I am building a tuned random forest model for multiclass classification. I'm getting the following results Training accuracy(AUC) :0.9921996 Testing accuracy(AUC) :0.992237664 I saw a question related to this on this website and the common answer seems to be that the dataset must be small and your model got lucky But in my case I have about 300k training data points and 100k testing data points Also my classes are well balanced
> summary(train$Bucket)
0 1 TO 30 121 TO 150 151 TO 180 181 TO 365 31 TO 60 366 TO 540 541 TO 730 61 TO 90
166034 32922 4168 4070 15268 23092 8794 6927 22559
730 + 91 TO 120
20311 11222
> summary(test$Bucket)
0 1 TO 30 121 TO 150 151 TO 180 181 TO 365 31 TO 60 366 TO 540 541 TO 730 61 TO 90
55344 10974 1389 1356 5090 7698 2932 2309 7520
730 + 91 TO 120
6770 3741
Is it possible for a model to fit this well on a large testing data? Please answer if I can do something to cross verify that my model is indeed fitting really well.
My complete code
split = sample.split(Book2$Bucket,SplitRatio =0.75)

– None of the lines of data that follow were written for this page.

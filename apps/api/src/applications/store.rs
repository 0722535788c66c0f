use chrono::Utc;
use sqlx::SqlitePool;
use tracing::info;

use crate::models::application::{ApplicationRow, Stage};

/// Validated fields for a new application.
#[derive(Debug, Clone)]
pub struct NewApplication {
    pub title: String,
    pub company: String,
    pub location: Option<String>,
    pub url: Option<String>,
    pub stage: Stage,
    pub notes: Option<String>,
}

/// Validated partial update. `None` leaves the stored value untouched.
#[derive(Debug, Clone, Default)]
pub struct ApplicationPatch {
    pub title: Option<String>,
    pub company: Option<String>,
    pub location: Option<String>,
    pub url: Option<String>,
    pub stage: Option<Stage>,
    pub notes: Option<String>,
}

/// All applications, most recently touched first.
pub async fn list_applications(pool: &SqlitePool) -> sqlx::Result<Vec<ApplicationRow>> {
    sqlx::query_as::<_, ApplicationRow>(
        "SELECT * FROM applications ORDER BY updated_at DESC, id DESC",
    )
    .fetch_all(pool)
    .await
}

pub async fn get_application(pool: &SqlitePool, id: i64) -> sqlx::Result<Option<ApplicationRow>> {
    sqlx::query_as::<_, ApplicationRow>("SELECT * FROM applications WHERE id = ?")
        .bind(id)
        .fetch_optional(pool)
        .await
}

pub async fn create_application(
    pool: &SqlitePool,
    new: NewApplication,
) -> sqlx::Result<ApplicationRow> {
    let now = Utc::now();
    let row = sqlx::query_as::<_, ApplicationRow>(
        r#"
        INSERT INTO applications
            (title, company, location, url, stage, notes, created_at, updated_at)
        VALUES (?, ?, ?, ?, ?, ?, ?, ?)
        RETURNING *
        "#,
    )
    .bind(&new.title)
    .bind(&new.company)
    .bind(&new.location)
    .bind(&new.url)
    .bind(new.stage.as_str())
    .bind(&new.notes)
    .bind(now)
    .bind(now)
    .fetch_one(pool)
    .await?;

    info!("Created application {} ({} at {})", row.id, row.title, row.company);
    Ok(row)
}

/// Applies `patch` and refreshes `updated_at`. Returns `None` if `id` does not exist.
pub async fn update_application(
    pool: &SqlitePool,
    id: i64,
    patch: ApplicationPatch,
) -> sqlx::Result<Option<ApplicationRow>> {
    let row = sqlx::query_as::<_, ApplicationRow>(
        r#"
        UPDATE applications SET
            title      = COALESCE(?, title),
            company    = COALESCE(?, company),
            location   = COALESCE(?, location),
            url        = COALESCE(?, url),
            stage      = COALESCE(?, stage),
            notes      = COALESCE(?, notes),
            updated_at = ?
        WHERE id = ?
        RETURNING *
        "#,
    )
    .bind(&patch.title)
    .bind(&patch.company)
    .bind(&patch.location)
    .bind(&patch.url)
    .bind(patch.stage.map(|s| s.as_str()))
    .bind(&patch.notes)
    .bind(Utc::now())
    .bind(id)
    .fetch_optional(pool)
    .await?;

    if let Some(row) = &row {
        info!("Updated application {} (stage {})", row.id, row.stage);
    }
    Ok(row)
}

train = subset(Book2,split==T)
test = subset(Book2,split==F)
traintask <- makeClassifTask(data = train,target = "Bucket")
rf <- makeLearner("classif.randomForest")

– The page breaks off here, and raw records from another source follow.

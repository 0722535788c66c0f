use axum::{
    extract::{Path, State},
    http::StatusCode,
    Json,
};
use serde::Deserialize;

use crate::applications::store::{
    create_application, get_application, list_applications, update_application,
    ApplicationPatch, NewApplication,
};
use crate::errors::AppError;
use crate::models::application::{ApplicationRow, Stage};
use crate::state::AppState;

#[derive(Debug, Deserialize)]
pub struct CreateApplicationRequest {
    pub title: String,
    pub company: String,
    pub location: Option<String>,
    pub url: Option<String>,
    pub stage: Option<String>,
    pub notes: Option<String>,
}

#[derive(Debug, Default, Deserialize)]
pub struct UpdateApplicationRequest {
    pub title: Option<String>,
    pub company: Option<String>,
    pub location: Option<String>,
    pub url: Option<String>,
    pub stage: Option<String>,
    pub notes: Option<String>,
}

impl CreateApplicationRequest {
    fn validate(self) -> Result<NewApplication, AppError> {
        Ok(NewApplication {
            title: require_text("title", self.title)?,
            company: require_text("company", self.company)?,
            location: self.location,
            url: self.url,
            stage: self.stage.as_deref().map(parse_stage).transpose()?.unwrap_or_default(),
            notes: self.notes,
        })
    }
}

impl UpdateApplicationRequest {
    fn validate(self) -> Result<ApplicationPatch, AppError> {
        Ok(ApplicationPatch {
            title: self.title.map(|t| require_text("title", t)).transpose()?,
            company: self.company.map(|c| require_text("company", c)).transpose()?,
            location: self.location,
            url: self.url,
            stage: self.stage.as_deref().map(parse_stage).transpose()?,
            notes: self.notes,
        })
    }
}

fn require_text(field: &str, value: String) -> Result<String, AppError> {
    let trimmed = value.trim();
    if trimmed.is_empty() {
        return Err(AppError::Validation(format!("{field} cannot be empty")));
    }
    Ok(trimmed.to_string())
}

fn parse_stage(raw: &str) -> Result<Stage, AppError> {
    raw.parse::<Stage>()
        .map_err(|e| AppError::Validation(e.to_string()))
}

/// GET /api/applications
pub async fn handle_list_applications(
    State(state): State<AppState>,
) -> Result<Json<Vec<ApplicationRow>>, AppError> {
    Ok(Json(list_applications(&state.db).await?))
}

/// POST /api/applications
pub async fn handle_create_application(
    State(state): State<AppState>,
    Json(req): Json<CreateApplicationRequest>,
) -> Result<(StatusCode, Json<ApplicationRow>), AppError> {
    let new = req.validate()?;
    let row = create_application(&state.db, new).await?;
    Ok((StatusCode::CREATED, Json(row)))
}

/// GET /api/applications/:id
pub async fn handle_get_application(
    State(state): State<AppState>,
    Path(id): Path<i64>,
) -> Result<Json<ApplicationRow>, AppError> {
    get_application(&state.db, id)
        .await?
        .map(Json)
        .ok_or_else(|| AppError::NotFound(format!("Application {id} not found")))
}

/// PATCH /api/applications/:id
pub async fn handle_update_application(
    State(state): State<AppState>,
    Path(id): Path<i64>,
    Json(req): Json<UpdateApplicationRequest>,
) -> Result<Json<ApplicationRow>, AppError> {
    let patch = req.validate()?;
    update_application(&state.db, id, patch)
        .await?
        .map(Json)
        .ok_or_else(|| AppError::NotFound(format!("Application {id} not found")))
}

params <- makeParamSet(makeIntegerParam("mtry",lower = 2,upper = 10),makeIntegerParam("nodesize",lower = 10,upper = 50))
#set validation strategy
rdesc <- makeResampleDesc("CV",iters=5L)
#set optimization technique
ctrl <- makeTuneControlRandom(maxit = 5L)
#start tuning
tune <- tuneParams(learner = rf ,task = traintask ,resampling = rdesc ,measures = list(acc) ,par.set = params ,control = ctrl ,show.info = T)
rf.tree <- setHyperPars(rf, par.vals = tune$x)
tune$y
r<- train(rf.tree, traintask)
getLearnerModel(r)
testtask <- makeClassifTask(data = test,target = "Bucket")
rfpred <- predict(r, testtask)
performance(rfpred, measures = list(mmce, acc))
The difference is of order 1e-4, nothing is wrong, it is a regular, statistical error (variance of the result). Nothing to worry about. This literally means that a difference is about 0.0001 * 100,000 = 10 samples ... 10 samples out of 100k.